This is PART 2 of 3 (Chapters 10-21 of 30).
You can read Part 2 one week ahead of release of the full-length eBook and paperback.
Sarah completes her preliminary nurse training, and finds her feet with staff and patients alike, under the watchful eye of the stern matron.
It’s the end of the swinging sixties, Britain is changing and the everyday life of the nurses and patients plays out against a backdrop of a failing government, strikes, immigration and women’s lib. Nurse Sarah Hill, together with her companions – the serious minded, politicised Maddox, the quick-witted Lynch, who falls in love with an upper-crust young doctor, golden girl Nursery Nurse Appleton, and ex-musical hall star turned midwife Wade – is thrown in straight at the deep end.
Funny, warm and deeply moving, Sarah Beeson’s poignant memoir captures both the heartache and happiness of hospital life and 1970s London through the eyes of a gentle but determined young nurse.
In 1969, 17-year-old Sarah arrived in Hackney in the East End of London to begin her nursing career.
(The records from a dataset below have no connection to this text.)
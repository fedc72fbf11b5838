use super::techniques::{derive_tabs, TechniqueConfig};
use crate::shared::icons::icon;
use contracts::shared::canvas::CanvasElement;
use leptos::prelude::*;

/// Tab strip over the technique artifacts of a canvas.
///
/// Tabs are re-derived from the element list on every change; the strip
/// itself owns no state beyond the selected tab key.
#[component]
pub fn TechniqueTabStrip(
    #[prop(into)] elements: Signal<Vec<CanvasElement>>,
    #[prop(optional)] on_select: Option<Callback<&'static TechniqueConfig>>,
) -> impl IntoView {
    let (selected, set_selected) = signal::<Option<&'static str>>(None);

    let tabs = move || {
        let elements = elements.get();
        derive_tabs(Some(&elements))
    };

    view! {
        <div class="technique-tabs">
            {move || {
                let current = tabs();
                if current.is_empty() {
                    return view! {
                        <span class="technique-tabs__empty">{"No technique artifacts yet"}</span>
                    }
                    .into_any();
                }
                current
                    .into_iter()
                    .map(|config| {
                        let is_selected = move || selected.get() == Some(config.tab_key);
                        view! {
                            <button
                                class="technique-tabs__tab"
                                class:technique-tabs__tab--selected=is_selected
                                title=config.description
                                on:click=move |_| {
                                    set_selected.set(Some(config.tab_key));
                                    if let Some(cb) = on_select {
                                        cb.run(config);
                                    }
                                }
                            >
                                {icon(config.icon)}
                                <span>{config.label}</span>
                            </button>
                        }
                    })
                    .collect_view()
                    .into_any()
            }}
        </div>
    }
}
Six years later she went into health visiting, practising for over 35 years in Kent and Staffordshire, and building up a lifetime's expertise and stories through working with babies and families. In 1998 Sarah received the Queen’s Institute for Nursing Award and in 2006 was awarded an MBE for Services to Children and Families by Queen Elizabeth II. She later married and became Sarah Beeson. Now she divides her time between Staffordshire and London.